Finding the right level
TI Cambodia’s work with the government is based on relationships with reform-minded officials and technical staff within ministries and departments rather than with those in top positions. TI Cambodia has built relationships with specific offices and mid-level government staff who understand that corruption is an issue and who want to see reform. More generalised pushback or stigmatisation from, for example the Anti-Corruption Commission, does not tend to damage that engagement.
Coalitions are a form of protection
TI Cambodia has also found that working in coalition with other CSOs on certain issues ensures that single organisations are not so easily targeted and that together their voices are stronger and louder. This has been an important protective strategy when advocating on critical issues such as corruption and transparency in such a limited space.
In general, the balanced approach that TI Cambodia has taken by engaging with all stakeholders as equals has helped to secure its reputation as a neutral institution, mitigating the government’s misperception that TI Cambodia is somehow affiliated with the opposition party or linked to foreign interests. Relationship building of this kind enables TI Cambodia to continue its interventions in the country, and to avoid crackdowns or attacks.

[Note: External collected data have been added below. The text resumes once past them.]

//! End-to-end pipelines: URL → download → parse, and topic → discovery →
//! downloads.

use std::collections::HashSet;
use std::path::{Path, PathBuf};
use std::sync::Arc;
use std::time::Instant;

use tokio::sync::mpsc;
use tracing::{info, instrument, warn};

use further_discovery::Catalogs;
use further_shared::{AppConfig, Result};

use crate::acquire::Downloader;
use crate::parse::{ParsedBook, parse_book};
use crate::topic::{
    DownloadedBook, TopicEvent, TopicProgress, TopicRequest, TopicResult, check_budget,
    normalize_query_text, pick_download_url,
};

/// Catalogs, downloader, and library root wired together.
#[derive(Debug, Clone)]
pub struct Pipeline {
    catalogs: Catalogs,
    downloader: Downloader,
    root: PathBuf,
}

impl Pipeline {
    pub fn new(catalogs: Catalogs, downloader: Downloader, root: impl Into<PathBuf>) -> Self {
        Self {
            catalogs,
            downloader,
            root: root.into(),
        }
    }

    pub fn from_config(config: &AppConfig) -> Result<Self> {
        Ok(Self::new(
            Catalogs::from_config(&config.catalogs)?,
            Downloader::from_config(&config.library)?,
            &config.library.root,
        ))
    }

    pub fn catalogs(&self) -> &Catalogs {
        &self.catalogs
    }

    /// Library root that parsed paths are reported relative to.
    pub fn root(&self) -> &Path {
        &self.root
    }

    /// Download `url` and summarize it within the page/chapter budget.
    #[instrument(skip(self))]
    pub async fn fetch_and_parse(
        &self,
        url: &str,
        limit_pages: usize,
        limit_chapters: usize,
    ) -> Result<ParsedBook> {
        check_budget(limit_pages, limit_chapters)?;
        let path = self.downloader.download_book(url).await?;
        parse_book(&self.root, &path, limit_pages, limit_chapters).await
    }

    /// Run a topic to completion.
    pub async fn run_topic(&self, request: &TopicRequest) -> Result<TopicResult> {
        self.run_topic_with_progress(request, &crate::topic::SilentProgress)
            .await
    }

    /// Run a topic, reporting each step to `progress`.
    ///
    /// Books are taken response by response in catalog order. A book is
    /// skipped when it has no usable link or its URL was already downloaded;
    /// a failed download or parse is logged and skipped.
    #[instrument(skip_all, fields(query = %request.query))]
    pub async fn run_topic_with_progress(
        &self,
        request: &TopicRequest,
        progress: &dyn TopicProgress,
    ) -> Result<TopicResult> {
        let start = Instant::now();
        let query = normalize_query_text(&request.query);
        request.validate(&query)?;

        progress.event(&TopicEvent::Start {
            query: query.clone(),
            limit: request.limit,
            download_limit: request.download_limit,
        });

        let batch = self
            .catalogs
            .discover_books(&query, request.source_tags(), request.limit)
            .await;

        let mut downloads: Vec<DownloadedBook> = Vec::new();
        let mut seen: HashSet<String> = HashSet::new();

        'responses: for response in &batch.responses {
            for book in &response.books {
                if downloads.len() >= request.download_limit {
                    break 'responses;
                }
                let Some(url) = pick_download_url(&book.download_links) else {
                    continue;
                };
                if seen.contains(url) {
                    continue;
                }

                let parsed = match self
                    .fetch_and_parse(url, request.limit_pages, request.limit_chapters)
                    .await
                {
                    Ok(parsed) => parsed,
                    Err(e) => {
                        warn!(%url, error = %e, "topic download failed, skipping");
                        continue;
                    }
                };
                seen.insert(url.to_string());

                let downloaded = DownloadedBook {
                    title: book.title.clone(),
                    authors: book.authors.clone(),
                    source: response.source,
                    source_id: book.source_id.clone(),
                    url: url.to_string(),
                    parsed,
                };
                downloads.push(downloaded.clone());
                progress.event(&TopicEvent::Book {
                    index: downloads.len(),
                    book: downloaded,
                });
            }
        }

        progress.event(&TopicEvent::Complete {
            query: query.clone(),
            count: downloads.len(),
        });
        info!(
            downloads = downloads.len(),
            elapsed_ms = start.elapsed().as_millis() as u64,
            "topic pipeline complete"
        );

        Ok(TopicResult { query, downloads })
    }

    /// Run a topic in the background and stream its events.
    ///
    /// The receiver yields `Start`, one `Book` per completed download, then
    /// `Complete`. A request that fails validation yields `Err` and no events.
    pub fn run_topic_streaming(
        self: Arc<Self>,
        request: TopicRequest,
    ) -> Result<mpsc::UnboundedReceiver<TopicEvent>> {
        request.validate(&normalize_query_text(&request.query))?;

        let (tx, rx) = mpsc::unbounded_channel();
        tokio::spawn(async move {
            let progress = ChannelProgress(tx);
            if let Err(e) = self.run_topic_with_progress(&request, &progress).await {
                warn!(error = %e, "streamed topic pipeline failed");
            }
        });
        Ok(rx)
    }
}

/// Forwards events into a channel; a dropped receiver just discards them.
struct ChannelProgress(mpsc::UnboundedSender<TopicEvent>);

impl TopicProgress for ChannelProgress {
    fn event(&self, event: &TopicEvent) {
        let _ = self.0.send(event.clone());
    }
}

#[cfg(test)]
mod tests {
    use lopdf::content::{Content, Operation};
    use lopdf::{Document, Object, Stream, dictionary};
    use serde_json::json;
    use wiremock::matchers::{method, path};
    use wiremock::{Mock, MockServer, ResponseTemplate};

    use further_discovery::{GutendexAdapter, OpenLibraryAdapter, StandardEbooksAdapter, build_client};
    use further_shared::{FurtherError, Source};

    use super::*;

    /// A one-page PDF with a single line of Helvetica text.
    fn pdf_bytes(text: &str) -> Vec<u8> {
        let mut doc = Document::with_version("1.5");
        let pages_id = doc.new_object_id();
        let font_id = doc.add_object(dictionary! {
            "Type" => "Font",
            "Subtype" => "Type1",
            "BaseFont" => "Helvetica",
            "Encoding" => "WinAnsiEncoding",
        });
        let resources_id = doc.add_object(dictionary! {
            "Font" => dictionary! { "F1" => font_id },
        });
        let content = Content {
            operations: vec![
                Operation::new("BT", vec![]),
                Operation::new("Tf", vec!["F1".into(), 12.into()]),
                Operation::new("Td", vec![72.into(), 700.into()]),
                Operation::new("Tj", vec![Object::string_literal(text)]),
                Operation::new("ET", vec![]),
            ],
        };
        let content_id =
            doc.add_object(Stream::new(dictionary! {}, content.encode().expect("encode")));
        let page_id = doc.add_object(dictionary! {
            "Type" => "Page",
            "Parent" => pages_id,
            "Contents" => content_id,
        });
        doc.objects.insert(
            pages_id,
            Object::Dictionary(dictionary! {
                "Type" => "Pages",
                "Kids" => vec![page_id.into()],
                "Count" => 1,
                "Resources" => resources_id,
                "MediaBox" => vec![0.into(), 0.into(), 595.into(), 842.into()],
            }),
        );
        let catalog_id = doc.add_object(dictionary! {
            "Type" => "Catalog",
            "Pages" => pages_id,
        });
        doc.trailer.set("Root", catalog_id);

        let mut bytes = Vec::new();
        doc.save_to(&mut bytes).expect("save pdf");
        bytes
    }

    fn pipeline(server: &MockServer, root: &Path) -> Pipeline {
        let client = build_client(5).expect("client");
        let uri = server.uri();
        let catalogs = Catalogs::new(
            GutendexAdapter::new(client.clone(), format!("{uri}/gutendex/books/")),
            OpenLibraryAdapter::new(client.clone(), format!("{uri}/ol/search.json"), format!("{uri}/archive")),
            StandardEbooksAdapter::new(client.clone(), format!("{uri}/se/opds")),
        );
        Pipeline::new(catalogs, Downloader::new(client, root.join("downloaded")), root)
    }

    async fn mount_pdf(server: &MockServer, file: &str, text: &str) {
        Mock::given(method("GET"))
            .and(path(format!("/files/{file}")))
            .respond_with(
                ResponseTemplate::new(200)
                    .insert_header("content-type", "application/pdf")
                    .set_body_bytes(pdf_bytes(text)),
            )
            .mount(server)
            .await;
    }

    #[tokio::test]
    async fn fetch_and_parse_small_pdf() {
        let server = MockServer::start().await;
        let body = pdf_bytes("Hello from a tiny PDF");
        let expected_len = body.len() as u64;
        Mock::given(method("GET"))
            .and(path("/files/download"))
            .respond_with(
                ResponseTemplate::new(200)
                    .insert_header("content-type", "application/pdf")
                    .set_body_bytes(body),
            )
            .mount(&server)
            .await;

        let tmp = tempfile::tempdir().expect("tempdir");
        let parsed = pipeline(&server, tmp.path())
            .fetch_and_parse(&format!("{}/files/download", server.uri()), 1, 3)
            .await
            .expect("fetch and parse");

        assert_eq!(parsed.format, "pdf");
        assert_eq!(parsed.size_bytes, expected_len);
        assert!(parsed.summary.contains("Hello from a tiny PDF"));
        assert!(parsed.relative_path.starts_with("downloaded/"));
        assert!(parsed.relative_path.ends_with("_download.pdf"));
    }

    #[tokio::test]
    async fn fetch_and_parse_rejects_budget_before_download() {
        let server = MockServer::start().await;
        let tmp = tempfile::tempdir().expect("tempdir");
        let err = pipeline(&server, tmp.path())
            .fetch_and_parse("http://unused.invalid/a.pdf", 13, 3)
            .await
            .unwrap_err();
        assert!(matches!(err, FurtherError::Validation { .. }));
        assert!(!tmp.path().join("downloaded").exists());
    }

    async fn mount_topic_catalog(server: &MockServer) {
        let uri = server.uri();
        Mock::given(path("/gutendex/books/"))
            .respond_with(ResponseTemplate::new(200).set_body_json(json!({
                "count": 4,
                "results": [
                    {"id": 1, "title": "One", "formats": {"application/pdf": format!("{uri}/files/one.pdf")}},
                    {"id": 2, "title": "Dup", "formats": {"application/pdf": format!("{uri}/files/one.pdf")}},
                    {"id": 3, "title": "Broken", "formats": {"application/pdf": format!("{uri}/files/broken.pdf")}},
                    {"id": 4, "title": "No links"},
                    {"id": 5, "title": "Two", "formats": {"application/pdf": format!("{uri}/files/two.pdf")}}
                ]
            })))
            .mount(server)
            .await;
        mount_pdf(server, "one.pdf", "first").await;
        mount_pdf(server, "two.pdf", "second").await;
        Mock::given(path("/files/broken.pdf"))
            .respond_with(ResponseTemplate::new(500))
            .mount(server)
            .await;
    }

    #[tokio::test]
    async fn topic_dedups_urls_and_skips_failures() {
        let server = MockServer::start().await;
        mount_topic_catalog(&server).await;

        let tmp = tempfile::tempdir().expect("tempdir");
        let mut request = TopicRequest::new("  machine+learning ");
        request.sources = Some(vec!["gutendex".into()]);

        let result = pipeline(&server, tmp.path()).run_topic(&request).await.expect("topic");
        assert_eq!(result.query, "machine learning");
        let titles: Vec<_> = result.downloads.iter().map(|d| d.title.as_deref()).collect();
        assert_eq!(titles, vec![Some("One"), Some("Two")]);
        assert_eq!(result.downloads[0].source, Source::Gutendex);
        assert!(result.downloads[1].parsed.summary.contains("second"));
    }

    #[tokio::test]
    async fn topic_stops_at_download_limit() {
        let server = MockServer::start().await;
        mount_topic_catalog(&server).await;

        let tmp = tempfile::tempdir().expect("tempdir");
        let mut request = TopicRequest::new("ml");
        request.sources = Some(vec!["gutendex".into()]);
        request.download_limit = 1;

        let result = pipeline(&server, tmp.path()).run_topic(&request).await.expect("topic");
        assert_eq!(result.downloads.len(), 1);
    }

    #[tokio::test]
    async fn streaming_emits_start_books_complete() {
        let server = MockServer::start().await;
        mount_topic_catalog(&server).await;

        let tmp = tempfile::tempdir().expect("tempdir");
        let mut request = TopicRequest::new("ml");
        request.sources = Some(vec!["gutendex".into()]);

        let mut rx = Arc::new(pipeline(&server, tmp.path()))
            .run_topic_streaming(request)
            .expect("valid request");
        let mut names = Vec::new();
        let mut indexes = Vec::new();
        while let Some(event) = rx.recv().await {
            if let TopicEvent::Book { index, .. } = &event {
                indexes.push(*index);
            }
            names.push(event.name());
        }
        assert_eq!(names, vec!["start", "book", "book", "complete"]);
        assert_eq!(indexes, vec![1, 2]);
    }

    #[tokio::test]
    async fn streaming_rejects_short_query() {
        let server = MockServer::start().await;
        let tmp = tempfile::tempdir().expect("tempdir");
        let err = Arc::new(pipeline(&server, tmp.path()))
            .run_topic_streaming(TopicRequest::new(" + "))
            .unwrap_err();
        assert!(matches!(err, FurtherError::Validation { .. }));
    }
}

The project that TI Cambodia has initiated with the Ministry of Interior is still underway, and so it is challenging to draw conclusions about the extent of the impact achieved at this stage. What they have seen, however, is that the project has expanded narrow civic space, by enabling youth, particularly those living in rural areas, to engage in more social and civic activities.
By partnering with the Ministry of Interior, TI Cambodia is able to work with relevant authorities at different levels. Without such a partnership, CSOs normally need permission from national or sub-national authorities in order to implement their programmes. Working without those permissions would most likely result in surveillance and the interruption of activities by authorities.
UnidOSC is a coalition of organisations formed in Mexico in 2015.
It seeks to foster coordination among civil society organisations (CSOs) on the defense of rights inherent to the freedom of association, and on the construction of an enabling environment for civil society.
UnidOSC is a coalition comprised of CSOs, foundations, academics and activists interested in protecting the operational space for civil society through proactive strategic proposals designed to advance the sector, and diverse responses to new risks and challenges that arise. The coalition has provided an identity for the collective effort to defend and champion civic space in Mexico and in the region.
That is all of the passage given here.